** Dataset entries **
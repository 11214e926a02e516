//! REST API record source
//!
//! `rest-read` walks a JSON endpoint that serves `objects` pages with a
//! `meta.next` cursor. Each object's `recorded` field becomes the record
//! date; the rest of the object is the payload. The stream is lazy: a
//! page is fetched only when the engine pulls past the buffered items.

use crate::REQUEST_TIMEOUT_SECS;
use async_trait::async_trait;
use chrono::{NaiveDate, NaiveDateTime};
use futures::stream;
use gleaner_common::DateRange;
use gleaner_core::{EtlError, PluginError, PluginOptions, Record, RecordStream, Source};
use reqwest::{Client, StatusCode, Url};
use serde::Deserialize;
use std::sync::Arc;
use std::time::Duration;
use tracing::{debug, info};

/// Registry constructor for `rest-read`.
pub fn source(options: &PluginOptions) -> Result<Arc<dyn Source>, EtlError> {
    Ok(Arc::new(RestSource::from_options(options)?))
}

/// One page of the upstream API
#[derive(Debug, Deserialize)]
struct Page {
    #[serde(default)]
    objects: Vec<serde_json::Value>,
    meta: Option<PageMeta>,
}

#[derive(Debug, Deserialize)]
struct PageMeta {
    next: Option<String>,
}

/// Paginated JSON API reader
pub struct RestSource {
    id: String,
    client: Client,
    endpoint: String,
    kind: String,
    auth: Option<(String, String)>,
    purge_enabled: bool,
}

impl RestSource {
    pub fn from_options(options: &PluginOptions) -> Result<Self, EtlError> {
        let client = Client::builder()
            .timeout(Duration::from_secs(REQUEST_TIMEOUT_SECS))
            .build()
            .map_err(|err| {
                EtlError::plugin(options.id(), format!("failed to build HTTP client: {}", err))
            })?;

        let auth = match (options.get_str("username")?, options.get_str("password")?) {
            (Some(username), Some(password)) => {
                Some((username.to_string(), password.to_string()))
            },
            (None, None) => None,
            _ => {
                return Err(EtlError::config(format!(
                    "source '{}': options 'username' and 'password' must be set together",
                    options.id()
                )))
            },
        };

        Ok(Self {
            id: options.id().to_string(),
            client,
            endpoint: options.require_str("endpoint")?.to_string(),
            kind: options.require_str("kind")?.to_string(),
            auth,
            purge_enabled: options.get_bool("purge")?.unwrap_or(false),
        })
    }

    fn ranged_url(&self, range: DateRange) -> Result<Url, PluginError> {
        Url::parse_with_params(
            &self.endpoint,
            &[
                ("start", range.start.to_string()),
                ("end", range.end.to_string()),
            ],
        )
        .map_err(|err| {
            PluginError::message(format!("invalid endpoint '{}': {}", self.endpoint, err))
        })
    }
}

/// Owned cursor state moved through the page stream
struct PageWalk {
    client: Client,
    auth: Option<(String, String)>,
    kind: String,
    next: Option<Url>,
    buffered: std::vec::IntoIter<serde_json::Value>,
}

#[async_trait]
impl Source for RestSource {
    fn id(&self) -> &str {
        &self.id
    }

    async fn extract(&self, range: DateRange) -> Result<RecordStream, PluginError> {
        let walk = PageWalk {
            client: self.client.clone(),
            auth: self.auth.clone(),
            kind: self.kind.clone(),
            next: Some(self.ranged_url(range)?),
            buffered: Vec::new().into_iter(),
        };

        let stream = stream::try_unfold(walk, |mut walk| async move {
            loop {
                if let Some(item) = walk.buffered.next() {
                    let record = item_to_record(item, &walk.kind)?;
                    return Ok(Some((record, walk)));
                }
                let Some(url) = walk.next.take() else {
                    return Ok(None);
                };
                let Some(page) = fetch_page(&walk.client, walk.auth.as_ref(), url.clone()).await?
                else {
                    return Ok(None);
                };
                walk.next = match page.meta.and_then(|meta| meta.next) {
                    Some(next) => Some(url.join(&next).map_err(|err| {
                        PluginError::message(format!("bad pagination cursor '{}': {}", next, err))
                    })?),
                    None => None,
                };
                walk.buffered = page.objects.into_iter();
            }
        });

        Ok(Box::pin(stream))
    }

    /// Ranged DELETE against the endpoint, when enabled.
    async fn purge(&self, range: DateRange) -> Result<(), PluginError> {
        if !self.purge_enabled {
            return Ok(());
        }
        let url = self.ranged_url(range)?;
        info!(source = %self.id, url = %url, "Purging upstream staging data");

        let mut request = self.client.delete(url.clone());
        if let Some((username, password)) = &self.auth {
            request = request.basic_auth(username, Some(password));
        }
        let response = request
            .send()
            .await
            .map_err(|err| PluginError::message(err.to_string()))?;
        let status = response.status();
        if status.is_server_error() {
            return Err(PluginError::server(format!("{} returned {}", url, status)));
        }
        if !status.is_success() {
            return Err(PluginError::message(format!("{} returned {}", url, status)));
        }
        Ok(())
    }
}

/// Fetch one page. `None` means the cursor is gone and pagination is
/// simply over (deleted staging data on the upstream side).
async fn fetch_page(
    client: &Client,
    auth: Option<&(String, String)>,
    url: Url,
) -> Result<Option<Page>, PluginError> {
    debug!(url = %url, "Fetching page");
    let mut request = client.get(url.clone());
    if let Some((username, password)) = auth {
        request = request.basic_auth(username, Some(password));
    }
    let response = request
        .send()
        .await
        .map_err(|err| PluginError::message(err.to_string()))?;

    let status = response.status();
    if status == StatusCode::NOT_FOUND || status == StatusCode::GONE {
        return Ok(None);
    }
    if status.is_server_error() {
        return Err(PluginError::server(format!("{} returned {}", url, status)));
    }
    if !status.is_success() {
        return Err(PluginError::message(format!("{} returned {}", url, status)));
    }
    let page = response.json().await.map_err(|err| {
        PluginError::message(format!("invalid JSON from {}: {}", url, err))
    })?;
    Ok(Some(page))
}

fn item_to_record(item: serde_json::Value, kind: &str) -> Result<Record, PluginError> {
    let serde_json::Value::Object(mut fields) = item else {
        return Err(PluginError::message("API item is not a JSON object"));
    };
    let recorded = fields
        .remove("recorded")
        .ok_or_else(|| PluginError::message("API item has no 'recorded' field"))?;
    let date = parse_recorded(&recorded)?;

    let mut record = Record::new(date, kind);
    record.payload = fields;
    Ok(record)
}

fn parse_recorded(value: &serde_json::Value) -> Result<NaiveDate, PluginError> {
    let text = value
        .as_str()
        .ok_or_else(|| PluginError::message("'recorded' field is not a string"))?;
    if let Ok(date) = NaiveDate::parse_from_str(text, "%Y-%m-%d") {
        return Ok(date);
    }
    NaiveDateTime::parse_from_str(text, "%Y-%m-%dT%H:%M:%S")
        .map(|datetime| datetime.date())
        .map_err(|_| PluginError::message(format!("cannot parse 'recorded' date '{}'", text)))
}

** ACTIVITY **
All lines above in which the word "objects" occurs should be identified and copied.

** REPLY **
//! `rest-read` walks a JSON endpoint that serves `objects` pages with a
    objects: Vec<serde_json::Value>,
                walk.buffered = page.objects.into_iter();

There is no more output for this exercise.